## [WORK TO COMPLETE]
Using the string "applet" as the key, pull each matching line out of the records below.

## [SUPPLIED DATA]
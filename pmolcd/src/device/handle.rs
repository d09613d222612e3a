//! Lifecycle of the one display the applet draws on.
//!
//! ```text
//! Absent    --arrival-->      Arrived
//! Arrived   --open ok-->      Open
//! Arrived   --open fails-->   Absent
//! Open      --disposed-->     Disposed
//! Open      --arrival-->      Reopening
//! Reopening --reopen ok-->    Open
//! Reopening --reopen fails--> Disposed
//! Disposed  --arrival-->      Arrived   (fresh device, old one dropped)
//! ```
//!
//! Drawing only reaches the device from `Open`.

use tracing::{debug, info, warn};

use crate::arrival::LcdDeviceType;
use crate::device::{LcdDevice, LcdManager, SoftButtonHandler};
use crate::errors::DeviceError;
use crate::render::RenderPage;

#[derive(Clone, Copy, Debug, PartialEq, Eq)]
pub enum DeviceConnectionState {
    Absent,
    Arrived,
    Open,
    Reopening,
    Disposed,
}

pub struct DeviceHandle<D> {
    device_type: LcdDeviceType,
    state: DeviceConnectionState,
    device: Option<D>,
}

impl<D: LcdDevice> DeviceHandle<D> {
    pub fn new(device_type: LcdDeviceType) -> Self {
        DeviceHandle {
            device_type,
            state: DeviceConnectionState::Absent,
            device: None,
        }
    }

    pub fn device_type(&self) -> LcdDeviceType {
        self.device_type
    }

    pub fn state(&self) -> DeviceConnectionState {
        self.state
    }

    pub fn has_device(&self) -> bool {
        self.device.is_some()
    }

    pub fn is_disposed(&self) -> bool {
        self.state == DeviceConnectionState::Disposed
            || self.device.as_ref().is_some_and(|d| d.is_disposed())
    }

    /// Moves `Open` to `Disposed` if the device reports it was released.
    pub fn refresh(&mut self) -> DeviceConnectionState {
        if self.state == DeviceConnectionState::Open
            && self.device.as_ref().is_some_and(|d| d.is_disposed())
        {
            info!(device_type = ?self.device_type, "Device disposed");
            self.state = DeviceConnectionState::Disposed;
        }
        self.state
    }

    /// Services an arrival signal: reopens a live device, opens a fresh one
    /// otherwise.
    ///
    /// The new state is already recorded when an error is returned. A
    /// failed open leaves the handle `Absent`, a failed reopen `Disposed`;
    /// both are retried on the next arrival.
    pub fn on_arrival<M>(
        &mut self,
        manager: &M,
        on_soft_buttons: &SoftButtonHandler,
    ) -> Result<DeviceConnectionState, DeviceError>
    where
        M: LcdManager<Device = D>,
    {
        self.refresh();

        if let (DeviceConnectionState::Open, Some(device)) = (self.state, self.device.as_mut()) {
            self.state = DeviceConnectionState::Reopening;
            debug!(device_type = ?self.device_type, "Reopening device");
            return match device.reopen() {
                Ok(()) => {
                    self.state = DeviceConnectionState::Open;
                    Ok(self.state)
                }
                Err(err) => {
                    warn!(device_type = ?self.device_type, error = %err, "Reopen failed");
                    self.state = DeviceConnectionState::Disposed;
                    Err(err)
                }
            };
        }

        if self.device.take().is_some() {
            debug!(device_type = ?self.device_type, "Dropping disposed device");
        }
        self.state = DeviceConnectionState::Arrived;

        match manager.open_device_by_type(self.device_type, on_soft_buttons.clone()) {
            Ok(mut device) => {
                if let Err(err) = device.set_as_foreground(true) {
                    warn!(device_type = ?self.device_type, error = %err, "Cannot bring applet to foreground");
                }
                info!(device_type = ?self.device_type, "Device opened");
                self.device = Some(device);
                self.state = DeviceConnectionState::Open;
                Ok(self.state)
            }
            Err(err) => {
                warn!(device_type = ?self.device_type, error = %err, "Open failed");
                self.state = DeviceConnectionState::Absent;
                Err(err)
            }
        }
    }

    /// Draws `page` if the device is open.
    ///
    /// Fails fast with [`DeviceError::NotOpen`] in any other state, and with
    /// [`DeviceError::DisposedMidFrame`] when disposal is noticed now.
    pub fn draw(&mut self, page: &RenderPage) -> Result<(), DeviceError> {
        let was_open = self.state == DeviceConnectionState::Open;

        match (self.refresh(), self.device.as_mut()) {
            (DeviceConnectionState::Open, Some(device)) => match device.update_and_draw(page) {
                Ok(()) => Ok(()),
                Err(_) if device.is_disposed() => {
                    self.state = DeviceConnectionState::Disposed;
                    Err(DeviceError::DisposedMidFrame)
                }
                Err(DeviceError::DisposedMidFrame) => {
                    self.state = DeviceConnectionState::Disposed;
                    Err(DeviceError::DisposedMidFrame)
                }
                Err(err) => Err(err),
            },
            (DeviceConnectionState::Disposed, _) if was_open => Err(DeviceError::DisposedMidFrame),
            _ => Err(DeviceError::NotOpen),
        }
    }
}
use std::time::Duration;

use pmolcd::{PlayerSnapshot, SourceError, StatusSource};
use tracing::{debug, info, trace};
use ureq::Agent;

use crate::errors::SetupError;
use crate::protocol::{parse_csrf, parse_oauth, parse_status};

/// The helper rejects requests that do not look like they come from the
/// Spotify web player.
const ORIGIN: &str = "https://open.spotify.com";
const CSRF_PATH: &str = "/simplecsrf/token.json";
const STATUS_PATH: &str = "/remote/status.json";

#[derive(Clone, Debug)]
pub struct SpotifySettings {
    /// Root of the local web helper, without trailing slash.
    pub base_url: String,
    /// Endpoint handing out anonymous OAuth tokens.
    pub oauth_url: String,
    /// Pre-acquired OAuth token; skips the `oauth_url` request when set.
    pub oauth_token: Option<String>,
    /// Upper bound for any single request.
    pub timeout: Duration,
}

impl Default for SpotifySettings {
    fn default() -> Self {
        SpotifySettings {
            base_url: "http://127.0.0.1:4380".to_string(),
            oauth_url: "https://open.spotify.com/token".to_string(),
            oauth_token: None,
            timeout: Duration::from_millis(1000),
        }
    }
}

pub fn build_agent(timeout: Duration) -> Agent {
    Agent::config_builder()
        .timeout_global(Some(timeout))
        .build()
        .into()
}

fn percent_encode(input: &str) -> String {
    let mut out = String::with_capacity(input.len());
    for b in input.bytes() {
        match b {
            b'A'..=b'Z' | b'a'..=b'z' | b'0'..=b'9' | b'-' | b'.' | b'_' | b'~' => {
                out.push(b as char);
            }
            _ => out.push_str(&format!("%{:02X}", b)),
        }
    }
    out
}

/// Session with the local web helper.
///
/// Holds the OAuth and CSRF tokens acquired by [`connect`](Self::connect);
/// every [`fetch`](StatusSource::fetch) is a single bounded GET.
pub struct SpotifyLocalClient {
    agent: Agent,
    base_url: String,
    oauth: String,
    csrf: String,
}

impl SpotifyLocalClient {
    pub fn connect(settings: SpotifySettings) -> Result<Self, SetupError> {
        let agent = build_agent(settings.timeout);
        let base_url = settings.base_url.trim_end_matches('/').to_string();

        let oauth = match settings.oauth_token.filter(|t| !t.is_empty()) {
            Some(token) => {
                debug!("Using configured OAuth token");
                token
            }
            None => request_oauth(&agent, &settings.oauth_url)?,
        };

        let csrf = request_csrf(&agent, &base_url)?;
        info!(base_url = %base_url, "Connected to Spotify local web helper");

        Ok(SpotifyLocalClient {
            agent,
            base_url,
            oauth,
            csrf,
        })
    }

    pub fn base_url(&self) -> &str {
        &self.base_url
    }

    fn status_url(&self) -> String {
        format!(
            "{}{}?oauth={}&csrf={}&returnafter=0&returnon=",
            self.base_url,
            STATUS_PATH,
            percent_encode(&self.oauth),
            percent_encode(&self.csrf)
        )
    }
}

impl StatusSource for SpotifyLocalClient {
    fn fetch(&self) -> Result<PlayerSnapshot, SourceError> {
        let mut response = self
            .agent
            .get(&self.status_url())
            .header("Origin", ORIGIN)
            .call()
            .map_err(|e| {
                SourceError::unavailable("transport", format!("Status request failed: {}", e))
            })?;

        let body = response.body_mut().read_to_string().map_err(|e| {
            SourceError::unavailable("transport", format!("Failed to read status body: {}", e))
        })?;

        trace!(bytes = body.len(), "Status received");
        parse_status(&body)
    }
}

fn request_oauth(agent: &Agent, oauth_url: &str) -> Result<String, SetupError> {
    debug!(url = %oauth_url, "Requesting OAuth token");
    let mut response = agent
        .get(oauth_url)
        .call()
        .map_err(|e| SetupError::OAuth(format!("HTTP request failed for {}: {}", oauth_url, e)))?;

    let body = response
        .body_mut()
        .read_to_string()
        .map_err(|e| SetupError::OAuth(format!("Failed to read OAuth body: {}", e)))?;

    parse_oauth(&body)
}

fn request_csrf(agent: &Agent, base_url: &str) -> Result<String, SetupError> {
    let url = format!("{}{}", base_url, CSRF_PATH);
    debug!(url = %url, "Requesting CSRF token");
    let mut response = agent
        .get(&url)
        .header("Origin", ORIGIN)
        .call()
        .map_err(|e| SetupError::Csrf(format!("HTTP request failed for {}: {}", url, e)))?;

    let body = response
        .body_mut()
        .read_to_string()
        .map_err(|e| SetupError::Csrf(format!("Failed to read CSRF body: {}", e)))?;

    parse_csrf(&body)
}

## [RESPONSE]
//! Lifecycle of the one display the applet draws on.
                    warn!(device_type = ?self.device_type, error = %err, "Cannot bring applet to foreground");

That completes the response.